Postpartum haemorrhage (PPH) (excessive bleeding from the genital tract after childbirth) is a major cause of maternal mortality and disability, particularly in under‐resourced areas (Fawcus 1995). It is the leading cause of maternal mortality in Sub‐Saharan Africa (Lazarus 2005). The South African National Committee for the Confidential Enquiries into Maternal Deaths analysed 3406 reported maternal deaths for the years 2002 to 2004. Overall, 9.5% were due to PPH (NCCEMD 2006). In Egypt, in spite of the drop in maternal mortality ratio from 174/100,000 live births in 1992 to 1993 to 80/100,000 live births in the year 2000 (MOH 2000), PPH is still the leading cause and responsible for 34% of maternal deaths.

Deaths from PPH remain most common in areas where access to health services is poorest. In these settings, poor nutrition, malaria and anaemia may aggravate the effects of PPH. In well‐resourced settings with healthier populations and adequate health services, deaths from PPH are extremely rare, as effective methods are available to reduce and treat PPH. These include routine active management of the third stage of labour and facilities for resuscitation, blood transfusion and surgical interventions. In the 2002 to 2004 South African National Confidential Enquiry into Maternal Deaths, 83% of the 313 deaths from PPH were found to be 'clearly preventable' (NCCEMD 2006). For these reasons, strategies to reduce deaths from PPH have been a focus of attempts to achieve the Millennium Development Goal of reducing maternal mortality by 75% by 2015.

Primary PPH, heavy bleeding directly following childbirth or within 24 hours thereafter, is the most common type of PPH and can be caused by uterine atony, retained placenta, inverted or ruptured uterus, and cervical, vaginal, or perineal lacerations. Uterine atony, when the uterus fails to contract after delivery, is the most important cause of primary PPH (WHO 2000). Methods leading to contraction of the uterus and correction of atony will reduce the amount of bleeding after delivery.

Recommendations for the prevention of PPH such as the joint statement of the International Confederation of Midwives and the International Federation of Gynaecologists and Obstetricians (ICM/FIGO 2004) recommend routine massage of the uterus after delivery of the placenta. Uterine massage involves placing a hand on the woman's lower abdomen and stimulating the uterus by repetitive massaging or squeezing movements. Massage is thought to stimulate uterine contraction, possibly through stimulation of local prostaglandin release and thus to reduce haemorrhage. However, it is not done routinely after delivery in a systematic way. If shown to be effective, it would have important advantages as it is inexpensive and requires no access to medication or other specialised services, and could be used in any location in which women give birth.
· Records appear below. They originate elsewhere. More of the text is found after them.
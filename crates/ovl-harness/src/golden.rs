#![forbid(unsafe_code)]

//! Stable layout checksums for determinism checks.
//!
//! The checksum covers the seed, the shuffled images, and every placement
//! (coordinates by exact bit pattern), so any drift in the generator,
//! shuffle or search changes it. Format: `fnv1a:` followed by 16 hex digits.

use ovl_layout::{OverlayLayout, Side};

/// Prefix for checksums in logs.
pub const CHECKSUM_PREFIX: &str = "fnv1a:";

const FNV1A_OFFSET: u64 = 0xcbf29ce484222325;
const FNV1A_PRIME: u64 = 0x100000001b3;

#[inline]
fn fnv1a_hash_bytes(hash: &mut u64, bytes: &[u8]) {
    for byte in bytes {
        *hash ^= u64::from(*byte);
        *hash = hash.wrapping_mul(FNV1A_PRIME);
    }
}

#[inline]
fn fnv1a_hash_u64(hash: &mut u64, value: u64) {
    fnv1a_hash_bytes(hash, &value.to_le_bytes());
}

#[inline]
fn fnv1a_hash_str(hash: &mut u64, value: &str) {
    // Length first so ["ab","c"] and ["a","bc"] differ.
    fnv1a_hash_u64(hash, value.len() as u64);
    fnv1a_hash_bytes(hash, value.as_bytes());
}

/// Checksum of a resolved overlay layout.
#[must_use]
pub fn layout_checksum(layout: &OverlayLayout) -> String {
    let mut hash = FNV1A_OFFSET;
    fnv1a_hash_u64(&mut hash, layout.seed);
    fnv1a_hash_u64(&mut hash, layout.images.len() as u64);
    for image in &layout.images {
        fnv1a_hash_str(&mut hash, image);
    }
    fnv1a_hash_u64(&mut hash, layout.placements.len() as u64);
    for resolved in &layout.placements {
        let p = &resolved.placement;
        fnv1a_hash_u64(&mut hash, p.x.to_bits());
        fnv1a_hash_u64(&mut hash, p.y.to_bits());
        fnv1a_hash_u64(&mut hash, u64::from(p.size));
        fnv1a_hash_u64(&mut hash, p.image_index as u64);
        fnv1a_hash_bytes(
            &mut hash,
            match p.side {
                Side::Left => b"L",
                Side::Right => b"R",
            },
        );
        fnv1a_hash_str(&mut hash, &resolved.image);
    }
    format!("{CHECKSUM_PREFIX}{hash:016x}")
}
Disadvantages include the use of staff time, and discomfort caused to women. However, there is very little empirical research to evaluate the effectiveness of this method. There is therefore a need to evaluate systematically the effectiveness of uterine massage for preventing PPH.

Objectives

To determine the effectiveness of uterine massage after birth and before or after delivery of the placenta, or both, to reduce postpartum blood loss and associated morbidity and mortality.

Methods

Criteria for considering studies for this review

Types of studies

All published, unpublished and ongoing randomised controlled trials comparing uterine massage alone or as part of the active management of labour (including uterotonics) before or after delivery of the placenta, or both, with non‐massage. We planned to exclude from the analyses quasi‐randomised trials (for example, those randomised by date of birth or hospital number). We planned to included studies reported only in abstract form if sufficient information to evaluate the trial was available. If not, they would be included in the 'Studies awaiting classification' category and be included in the analyses when published as full reports.

Types of participants

Women who have given birth vaginally or by caesarean section.

Types of interventions

  1. Uterine massage commencing after birth of the baby, before or after delivery of the placenta, or both, compared with no intervention or a 'dummy' procedure to mask allocation or with alternative methods or alternative forms of uterine massage, with or without other third stage co‐interventions.

Types of outcome measures

Primary outcomes

  1. Blood loss 500 mL or more after trial entry.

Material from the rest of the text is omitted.